O que os números dizem é que, nos últimos anos, há uma relação entre queixas e vítimas mortais. Luís Montenegro não se baseia em nada a não ser na sua própria perceção. Um “achismo” que, curiosamente, vai no sentido exatamente inverso às perceções a que tem reagido e que tem alimentado quando está em causa a criminalidade geral ou a imigração.
MANDA A TÁTICA
Num dos países mais seguros do mundo, Montenegro confirma a perceção popular e mediática, lançando uma enorme operação policial para fins políticos, dando assim força a essa perceção. Perante a perceção politicamente alimentada, que associa imigração a insegurança, monta um cerco a uma praça e a um centro comercial, impondo um clima de estado de sítio com resultados pífios, mas contribuindo para a criminalização pública dos imigrantes. Perante o crime que mais mata em Portugal, faz o oposto: explica que a perceção é ilusória, desvalorizando os números que, neste caso, dão razão a essa perceção.
Não acho que Montenegro não se preocupe com a violência doméstica. Acho que nunca deixa de fazer cálculos partidários. Não na forma como lida com a violência doméstica, mas na forma como lida com a criminalidade geral e com a imigração. Está a pensar no Chega, que esse, sim, se está nas tintas para a violência que não seja cometida por uma minoria ou por imigrantes.

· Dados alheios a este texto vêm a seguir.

//! # Notification Fan-out
//!
//! Per-user live notification delivery: the connection registry, bounded
//! per-connection outboxes, and the consumer loop.

pub mod connection;
pub mod fanout;
pub mod registry;

pub use connection::{
    NotificationConnection, OutboundMessage, COALESCED_EVENT_NAME, HEARTBEAT_EVENT_NAME,
};
pub use fanout::{NotificationFanout, NotificationFanoutHandle};
pub use registry::{ConnectionRegistry, RegistryError, ReplayEntry};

As prioridades do Chega, que determinam as prioridades de Montenegro, têm muito a ver com a forma como a nossa sociedade olha para a violência doméstica e a distingue da restante criminalidade. Ela acontece na família. Não é cometida por "bandidos", mas pelos nossos vizinhos, amigos, familiares, colegas. Se é verdade que há uma lenta mudança cultural, que os números de violência no namoro e aceitação que ela parece ter entre os jovens obrigam a relativizar, o mais relevante crime violento em Portugal continua a ter um estatuto à parte. Não é um crime dos outros. Tem pouco uso político para quem viva do ódio. E é quem vive do ódio que determina as perceções e, com elas, as políticas públicas.»